▶ _DIRECTIONS FOR THIS TASK_
Check every line below for the word "wrong" and show those that hold it.

** RECORDS SUPPLIED follows **

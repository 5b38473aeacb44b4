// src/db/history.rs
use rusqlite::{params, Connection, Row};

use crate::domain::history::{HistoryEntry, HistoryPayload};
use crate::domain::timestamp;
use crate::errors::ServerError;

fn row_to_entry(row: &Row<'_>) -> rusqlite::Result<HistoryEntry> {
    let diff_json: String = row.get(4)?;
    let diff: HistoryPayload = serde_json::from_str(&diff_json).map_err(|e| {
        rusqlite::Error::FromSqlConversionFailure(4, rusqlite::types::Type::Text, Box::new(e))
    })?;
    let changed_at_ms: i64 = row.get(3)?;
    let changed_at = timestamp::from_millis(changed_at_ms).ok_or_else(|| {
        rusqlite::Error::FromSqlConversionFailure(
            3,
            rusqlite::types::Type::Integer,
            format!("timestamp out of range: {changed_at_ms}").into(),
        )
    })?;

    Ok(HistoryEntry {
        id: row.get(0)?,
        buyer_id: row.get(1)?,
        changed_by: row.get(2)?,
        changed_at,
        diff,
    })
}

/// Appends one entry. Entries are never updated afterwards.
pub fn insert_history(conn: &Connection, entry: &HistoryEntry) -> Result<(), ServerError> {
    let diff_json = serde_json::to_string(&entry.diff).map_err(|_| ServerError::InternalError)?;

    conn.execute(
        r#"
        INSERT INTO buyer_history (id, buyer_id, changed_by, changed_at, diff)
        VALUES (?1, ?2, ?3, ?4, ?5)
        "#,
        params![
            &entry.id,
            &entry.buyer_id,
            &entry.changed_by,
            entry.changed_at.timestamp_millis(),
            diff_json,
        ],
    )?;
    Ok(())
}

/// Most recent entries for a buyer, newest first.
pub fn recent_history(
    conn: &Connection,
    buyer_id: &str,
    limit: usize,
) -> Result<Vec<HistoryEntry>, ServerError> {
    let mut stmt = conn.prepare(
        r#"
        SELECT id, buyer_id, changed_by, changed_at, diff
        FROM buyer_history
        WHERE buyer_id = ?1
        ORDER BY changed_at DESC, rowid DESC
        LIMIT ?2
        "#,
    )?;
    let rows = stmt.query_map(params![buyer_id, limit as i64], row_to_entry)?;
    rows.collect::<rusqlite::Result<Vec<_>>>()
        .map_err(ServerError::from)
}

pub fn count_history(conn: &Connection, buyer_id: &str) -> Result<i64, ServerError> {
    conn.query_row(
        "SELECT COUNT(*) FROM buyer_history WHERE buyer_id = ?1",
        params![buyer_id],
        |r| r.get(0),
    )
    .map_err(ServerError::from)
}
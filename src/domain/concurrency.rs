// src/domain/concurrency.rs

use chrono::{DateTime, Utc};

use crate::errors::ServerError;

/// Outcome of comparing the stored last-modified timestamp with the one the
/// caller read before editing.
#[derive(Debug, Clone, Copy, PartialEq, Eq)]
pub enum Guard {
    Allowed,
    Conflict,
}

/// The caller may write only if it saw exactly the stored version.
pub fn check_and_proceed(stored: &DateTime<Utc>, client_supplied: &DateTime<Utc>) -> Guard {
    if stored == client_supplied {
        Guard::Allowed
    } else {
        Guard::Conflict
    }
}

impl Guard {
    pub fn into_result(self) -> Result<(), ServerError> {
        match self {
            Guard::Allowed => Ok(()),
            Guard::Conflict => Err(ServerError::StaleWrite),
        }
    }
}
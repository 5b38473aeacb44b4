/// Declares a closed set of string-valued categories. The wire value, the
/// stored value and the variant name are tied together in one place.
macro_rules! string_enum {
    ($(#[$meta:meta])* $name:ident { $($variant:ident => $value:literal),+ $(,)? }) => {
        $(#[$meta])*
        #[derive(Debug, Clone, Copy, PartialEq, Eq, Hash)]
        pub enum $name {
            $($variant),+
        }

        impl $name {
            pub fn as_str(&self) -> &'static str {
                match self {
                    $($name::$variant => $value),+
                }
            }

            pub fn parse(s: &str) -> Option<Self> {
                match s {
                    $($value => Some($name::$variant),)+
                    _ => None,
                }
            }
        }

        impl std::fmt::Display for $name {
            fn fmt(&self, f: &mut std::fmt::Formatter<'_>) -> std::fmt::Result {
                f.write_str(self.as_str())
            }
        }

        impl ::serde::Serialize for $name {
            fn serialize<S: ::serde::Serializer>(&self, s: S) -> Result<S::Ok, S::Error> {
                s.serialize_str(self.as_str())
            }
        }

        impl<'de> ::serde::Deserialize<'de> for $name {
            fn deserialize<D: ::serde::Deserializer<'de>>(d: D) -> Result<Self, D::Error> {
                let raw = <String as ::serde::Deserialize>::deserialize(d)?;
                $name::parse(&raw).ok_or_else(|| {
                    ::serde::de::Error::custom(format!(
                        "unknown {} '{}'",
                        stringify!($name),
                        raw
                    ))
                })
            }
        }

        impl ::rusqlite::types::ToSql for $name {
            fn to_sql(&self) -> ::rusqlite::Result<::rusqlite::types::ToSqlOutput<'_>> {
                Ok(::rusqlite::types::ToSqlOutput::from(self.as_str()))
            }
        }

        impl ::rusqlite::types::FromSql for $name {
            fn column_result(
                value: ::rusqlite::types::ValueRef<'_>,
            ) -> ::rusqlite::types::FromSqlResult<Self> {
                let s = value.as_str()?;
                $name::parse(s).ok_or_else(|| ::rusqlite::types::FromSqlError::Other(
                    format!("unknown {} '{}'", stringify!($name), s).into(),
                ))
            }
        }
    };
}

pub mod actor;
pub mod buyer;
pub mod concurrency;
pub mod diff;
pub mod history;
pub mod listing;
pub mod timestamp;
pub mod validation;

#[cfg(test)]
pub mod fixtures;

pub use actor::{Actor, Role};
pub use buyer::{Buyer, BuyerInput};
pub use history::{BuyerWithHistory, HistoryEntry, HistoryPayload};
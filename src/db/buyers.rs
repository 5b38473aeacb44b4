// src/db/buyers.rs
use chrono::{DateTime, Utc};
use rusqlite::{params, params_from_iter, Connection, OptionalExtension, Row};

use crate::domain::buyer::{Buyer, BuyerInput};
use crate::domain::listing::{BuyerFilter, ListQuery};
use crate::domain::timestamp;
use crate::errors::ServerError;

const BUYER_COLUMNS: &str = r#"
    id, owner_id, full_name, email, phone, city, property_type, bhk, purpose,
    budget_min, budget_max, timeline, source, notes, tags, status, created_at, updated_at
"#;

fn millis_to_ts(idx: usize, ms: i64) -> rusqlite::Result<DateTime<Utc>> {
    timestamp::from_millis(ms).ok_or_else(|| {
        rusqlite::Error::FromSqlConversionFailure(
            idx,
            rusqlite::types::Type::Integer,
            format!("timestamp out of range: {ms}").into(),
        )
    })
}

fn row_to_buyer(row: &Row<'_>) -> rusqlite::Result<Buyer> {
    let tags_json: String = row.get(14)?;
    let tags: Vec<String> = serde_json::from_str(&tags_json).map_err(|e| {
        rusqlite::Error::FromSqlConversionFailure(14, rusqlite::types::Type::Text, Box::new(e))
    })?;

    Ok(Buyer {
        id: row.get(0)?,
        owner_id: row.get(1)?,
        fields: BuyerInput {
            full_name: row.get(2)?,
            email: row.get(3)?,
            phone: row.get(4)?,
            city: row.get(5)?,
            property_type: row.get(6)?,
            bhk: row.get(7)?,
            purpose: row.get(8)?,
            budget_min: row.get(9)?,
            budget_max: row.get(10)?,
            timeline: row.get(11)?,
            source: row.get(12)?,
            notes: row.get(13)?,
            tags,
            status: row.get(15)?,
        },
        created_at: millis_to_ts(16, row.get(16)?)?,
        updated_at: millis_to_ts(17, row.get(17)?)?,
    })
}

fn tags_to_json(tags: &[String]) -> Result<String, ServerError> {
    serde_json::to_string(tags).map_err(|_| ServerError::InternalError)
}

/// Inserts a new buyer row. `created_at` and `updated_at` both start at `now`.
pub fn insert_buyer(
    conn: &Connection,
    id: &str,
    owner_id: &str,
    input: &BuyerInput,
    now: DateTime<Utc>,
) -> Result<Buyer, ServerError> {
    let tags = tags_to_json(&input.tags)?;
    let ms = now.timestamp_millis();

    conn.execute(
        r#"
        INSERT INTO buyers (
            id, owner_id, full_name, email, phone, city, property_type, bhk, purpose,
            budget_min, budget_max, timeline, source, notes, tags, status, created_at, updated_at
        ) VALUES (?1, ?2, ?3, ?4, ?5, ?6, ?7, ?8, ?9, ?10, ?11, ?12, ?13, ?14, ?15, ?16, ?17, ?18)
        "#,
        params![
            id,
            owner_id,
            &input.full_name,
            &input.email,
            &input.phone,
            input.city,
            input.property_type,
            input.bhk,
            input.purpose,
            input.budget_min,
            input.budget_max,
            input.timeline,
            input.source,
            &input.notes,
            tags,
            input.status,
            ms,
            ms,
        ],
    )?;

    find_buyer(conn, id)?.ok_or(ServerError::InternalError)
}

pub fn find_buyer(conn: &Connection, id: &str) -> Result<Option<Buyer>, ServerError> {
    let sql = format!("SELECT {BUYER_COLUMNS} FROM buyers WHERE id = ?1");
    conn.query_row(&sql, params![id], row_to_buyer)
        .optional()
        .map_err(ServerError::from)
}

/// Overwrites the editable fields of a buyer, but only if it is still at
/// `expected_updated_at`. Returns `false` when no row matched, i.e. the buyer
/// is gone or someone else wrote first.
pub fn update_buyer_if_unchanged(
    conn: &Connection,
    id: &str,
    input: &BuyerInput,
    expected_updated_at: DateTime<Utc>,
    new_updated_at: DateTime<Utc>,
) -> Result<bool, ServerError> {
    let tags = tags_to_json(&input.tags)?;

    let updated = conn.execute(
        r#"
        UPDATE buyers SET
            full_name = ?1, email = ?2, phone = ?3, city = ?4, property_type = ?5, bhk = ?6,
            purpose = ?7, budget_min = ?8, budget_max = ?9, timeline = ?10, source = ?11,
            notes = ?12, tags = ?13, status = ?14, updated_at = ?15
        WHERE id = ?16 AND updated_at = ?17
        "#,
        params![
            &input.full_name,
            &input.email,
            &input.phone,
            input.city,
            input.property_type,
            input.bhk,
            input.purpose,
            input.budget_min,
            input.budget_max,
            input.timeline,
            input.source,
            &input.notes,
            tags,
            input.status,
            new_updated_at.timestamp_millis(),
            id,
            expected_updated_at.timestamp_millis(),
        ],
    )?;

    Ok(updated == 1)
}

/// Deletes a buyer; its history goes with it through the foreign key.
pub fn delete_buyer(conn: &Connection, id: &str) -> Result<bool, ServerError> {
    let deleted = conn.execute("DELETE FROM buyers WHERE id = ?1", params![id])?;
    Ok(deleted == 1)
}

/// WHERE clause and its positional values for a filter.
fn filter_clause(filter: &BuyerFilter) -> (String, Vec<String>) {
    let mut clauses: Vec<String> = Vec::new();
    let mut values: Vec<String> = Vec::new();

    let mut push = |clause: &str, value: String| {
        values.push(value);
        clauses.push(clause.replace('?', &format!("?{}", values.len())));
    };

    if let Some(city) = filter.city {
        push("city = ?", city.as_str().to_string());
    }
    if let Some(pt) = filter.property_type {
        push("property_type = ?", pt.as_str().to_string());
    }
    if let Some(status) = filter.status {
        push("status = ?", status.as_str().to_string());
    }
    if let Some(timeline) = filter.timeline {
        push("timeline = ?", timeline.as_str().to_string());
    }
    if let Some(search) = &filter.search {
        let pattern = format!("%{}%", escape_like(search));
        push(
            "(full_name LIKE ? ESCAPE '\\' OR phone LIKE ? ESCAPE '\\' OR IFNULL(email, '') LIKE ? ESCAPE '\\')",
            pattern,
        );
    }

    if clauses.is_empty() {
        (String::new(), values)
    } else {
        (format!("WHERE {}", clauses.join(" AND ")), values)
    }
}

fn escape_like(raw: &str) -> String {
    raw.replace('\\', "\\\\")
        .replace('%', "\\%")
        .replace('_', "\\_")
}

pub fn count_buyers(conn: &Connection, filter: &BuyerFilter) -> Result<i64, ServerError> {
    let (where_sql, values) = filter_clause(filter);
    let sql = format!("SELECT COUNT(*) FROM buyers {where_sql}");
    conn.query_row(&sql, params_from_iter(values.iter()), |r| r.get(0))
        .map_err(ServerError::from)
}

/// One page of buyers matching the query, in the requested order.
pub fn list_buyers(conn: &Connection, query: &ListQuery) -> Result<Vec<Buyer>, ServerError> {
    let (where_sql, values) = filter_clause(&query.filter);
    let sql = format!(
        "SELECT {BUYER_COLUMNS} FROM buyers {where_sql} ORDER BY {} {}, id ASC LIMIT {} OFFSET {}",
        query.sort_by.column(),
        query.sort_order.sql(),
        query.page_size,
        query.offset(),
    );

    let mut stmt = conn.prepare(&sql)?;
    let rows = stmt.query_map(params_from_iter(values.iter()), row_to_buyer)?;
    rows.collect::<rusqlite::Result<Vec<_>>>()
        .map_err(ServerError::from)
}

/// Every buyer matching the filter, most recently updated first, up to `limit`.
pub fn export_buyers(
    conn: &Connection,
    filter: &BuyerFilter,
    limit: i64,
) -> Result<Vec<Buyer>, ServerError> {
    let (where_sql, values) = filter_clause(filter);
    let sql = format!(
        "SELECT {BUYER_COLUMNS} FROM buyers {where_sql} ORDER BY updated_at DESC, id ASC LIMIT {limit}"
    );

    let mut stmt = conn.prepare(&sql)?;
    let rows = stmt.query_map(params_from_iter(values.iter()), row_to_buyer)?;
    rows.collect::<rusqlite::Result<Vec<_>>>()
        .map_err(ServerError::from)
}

** End of RECORDS SUPPLIED **
** RECORDS SUPPLIED follows **

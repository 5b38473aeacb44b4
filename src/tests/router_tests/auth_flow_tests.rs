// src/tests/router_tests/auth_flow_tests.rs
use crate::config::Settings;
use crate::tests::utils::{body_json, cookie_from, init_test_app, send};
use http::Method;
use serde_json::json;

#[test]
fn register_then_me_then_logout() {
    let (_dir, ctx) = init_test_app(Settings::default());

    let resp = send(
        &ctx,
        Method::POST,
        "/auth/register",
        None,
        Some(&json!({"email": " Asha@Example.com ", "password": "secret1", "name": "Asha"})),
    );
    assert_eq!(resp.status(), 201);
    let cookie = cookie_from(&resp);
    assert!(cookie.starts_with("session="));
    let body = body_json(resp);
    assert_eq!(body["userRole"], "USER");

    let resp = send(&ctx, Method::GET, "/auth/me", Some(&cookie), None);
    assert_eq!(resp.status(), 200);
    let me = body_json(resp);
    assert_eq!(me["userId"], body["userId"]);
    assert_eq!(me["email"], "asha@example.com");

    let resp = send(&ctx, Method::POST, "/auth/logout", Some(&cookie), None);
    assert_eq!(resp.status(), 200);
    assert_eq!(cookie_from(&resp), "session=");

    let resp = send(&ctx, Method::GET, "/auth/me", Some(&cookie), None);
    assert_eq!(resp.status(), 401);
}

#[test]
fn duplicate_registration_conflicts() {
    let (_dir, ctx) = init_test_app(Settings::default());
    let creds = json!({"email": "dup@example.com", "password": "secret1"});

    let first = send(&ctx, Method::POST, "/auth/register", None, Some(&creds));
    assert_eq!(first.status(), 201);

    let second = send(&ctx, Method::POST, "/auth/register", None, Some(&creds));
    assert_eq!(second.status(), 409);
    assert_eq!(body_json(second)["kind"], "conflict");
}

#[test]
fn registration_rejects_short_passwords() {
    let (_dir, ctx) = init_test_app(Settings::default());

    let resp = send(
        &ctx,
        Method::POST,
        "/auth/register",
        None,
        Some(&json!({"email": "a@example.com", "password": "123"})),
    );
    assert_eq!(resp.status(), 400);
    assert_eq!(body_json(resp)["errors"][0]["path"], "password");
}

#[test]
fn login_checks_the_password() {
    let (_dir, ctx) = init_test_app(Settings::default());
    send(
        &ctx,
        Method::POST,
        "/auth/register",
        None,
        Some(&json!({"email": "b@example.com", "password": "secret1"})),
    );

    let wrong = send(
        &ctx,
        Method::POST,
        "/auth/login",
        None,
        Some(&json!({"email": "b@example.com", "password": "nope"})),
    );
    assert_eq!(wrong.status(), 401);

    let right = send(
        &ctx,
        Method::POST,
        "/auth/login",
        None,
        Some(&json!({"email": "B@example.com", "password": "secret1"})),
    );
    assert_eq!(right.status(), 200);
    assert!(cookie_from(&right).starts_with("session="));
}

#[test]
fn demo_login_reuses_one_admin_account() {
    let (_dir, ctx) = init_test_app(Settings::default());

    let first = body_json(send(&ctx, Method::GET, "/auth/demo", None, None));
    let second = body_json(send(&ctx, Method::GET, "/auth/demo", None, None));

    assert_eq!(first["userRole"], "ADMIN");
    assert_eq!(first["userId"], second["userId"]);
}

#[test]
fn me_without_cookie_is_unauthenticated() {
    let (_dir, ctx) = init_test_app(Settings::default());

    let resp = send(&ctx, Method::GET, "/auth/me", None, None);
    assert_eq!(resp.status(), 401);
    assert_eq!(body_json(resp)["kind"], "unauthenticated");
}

** End of RECORDS SUPPLIED **
** RECORDS SUPPLIED follows **

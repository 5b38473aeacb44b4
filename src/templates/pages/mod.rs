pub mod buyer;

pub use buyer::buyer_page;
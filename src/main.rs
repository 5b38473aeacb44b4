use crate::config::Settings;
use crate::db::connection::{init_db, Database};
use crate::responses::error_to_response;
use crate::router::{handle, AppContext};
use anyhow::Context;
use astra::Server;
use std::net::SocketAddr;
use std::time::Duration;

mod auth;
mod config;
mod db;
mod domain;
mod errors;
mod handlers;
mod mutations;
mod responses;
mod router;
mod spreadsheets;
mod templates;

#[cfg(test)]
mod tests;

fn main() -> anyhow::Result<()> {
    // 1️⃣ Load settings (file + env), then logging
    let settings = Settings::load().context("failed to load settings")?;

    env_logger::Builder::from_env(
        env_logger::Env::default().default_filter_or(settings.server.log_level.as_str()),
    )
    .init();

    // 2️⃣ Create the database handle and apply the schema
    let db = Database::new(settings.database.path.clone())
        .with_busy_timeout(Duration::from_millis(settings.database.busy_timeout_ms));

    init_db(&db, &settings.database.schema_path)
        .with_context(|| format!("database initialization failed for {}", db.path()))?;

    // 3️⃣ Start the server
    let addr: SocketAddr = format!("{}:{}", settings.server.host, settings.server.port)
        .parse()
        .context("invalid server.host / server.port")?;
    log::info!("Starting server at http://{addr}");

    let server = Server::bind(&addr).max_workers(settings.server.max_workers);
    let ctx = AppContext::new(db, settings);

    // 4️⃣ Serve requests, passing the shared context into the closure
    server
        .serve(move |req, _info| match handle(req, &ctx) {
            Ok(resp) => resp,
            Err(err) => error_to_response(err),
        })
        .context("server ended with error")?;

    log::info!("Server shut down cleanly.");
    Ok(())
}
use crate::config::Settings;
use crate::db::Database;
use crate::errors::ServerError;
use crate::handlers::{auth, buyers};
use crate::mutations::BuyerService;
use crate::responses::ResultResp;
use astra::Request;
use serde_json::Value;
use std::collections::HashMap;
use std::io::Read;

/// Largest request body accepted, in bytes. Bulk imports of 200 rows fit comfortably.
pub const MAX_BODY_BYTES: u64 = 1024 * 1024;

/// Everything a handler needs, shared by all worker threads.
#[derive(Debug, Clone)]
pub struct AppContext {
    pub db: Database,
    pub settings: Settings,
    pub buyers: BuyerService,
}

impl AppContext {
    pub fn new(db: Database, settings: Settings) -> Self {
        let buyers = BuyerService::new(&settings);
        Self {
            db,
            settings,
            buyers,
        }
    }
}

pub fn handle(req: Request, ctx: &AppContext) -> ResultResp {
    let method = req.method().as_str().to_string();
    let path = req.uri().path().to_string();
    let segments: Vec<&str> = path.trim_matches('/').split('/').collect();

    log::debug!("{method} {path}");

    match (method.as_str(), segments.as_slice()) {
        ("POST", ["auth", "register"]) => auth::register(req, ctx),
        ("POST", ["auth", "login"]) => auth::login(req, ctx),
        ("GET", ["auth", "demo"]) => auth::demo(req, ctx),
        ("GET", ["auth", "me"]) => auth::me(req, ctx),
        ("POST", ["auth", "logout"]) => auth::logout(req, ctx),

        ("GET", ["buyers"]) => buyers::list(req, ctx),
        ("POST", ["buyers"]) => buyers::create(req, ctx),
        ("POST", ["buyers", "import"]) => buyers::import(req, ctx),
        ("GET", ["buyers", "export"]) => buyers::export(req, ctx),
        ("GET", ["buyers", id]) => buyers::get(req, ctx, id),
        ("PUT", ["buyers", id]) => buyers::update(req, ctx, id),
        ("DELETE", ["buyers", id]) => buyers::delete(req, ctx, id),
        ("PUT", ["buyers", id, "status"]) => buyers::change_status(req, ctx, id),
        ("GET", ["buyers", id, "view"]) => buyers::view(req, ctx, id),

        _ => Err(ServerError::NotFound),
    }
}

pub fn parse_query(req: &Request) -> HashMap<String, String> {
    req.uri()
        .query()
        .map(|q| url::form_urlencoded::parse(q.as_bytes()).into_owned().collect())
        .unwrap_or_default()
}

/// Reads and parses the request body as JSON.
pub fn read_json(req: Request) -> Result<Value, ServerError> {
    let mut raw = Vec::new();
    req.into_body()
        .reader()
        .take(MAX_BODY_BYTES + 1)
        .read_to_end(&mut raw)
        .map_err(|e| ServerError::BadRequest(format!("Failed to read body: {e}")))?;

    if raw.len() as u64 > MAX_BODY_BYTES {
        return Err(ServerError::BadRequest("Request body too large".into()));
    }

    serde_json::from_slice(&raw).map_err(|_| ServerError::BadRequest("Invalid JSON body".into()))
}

** End of RECORDS SUPPLIED **

▶ _RESPONSE FOR THIS EXERCISE_
    let wrong = send(
    assert_eq!(wrong.status(), 401);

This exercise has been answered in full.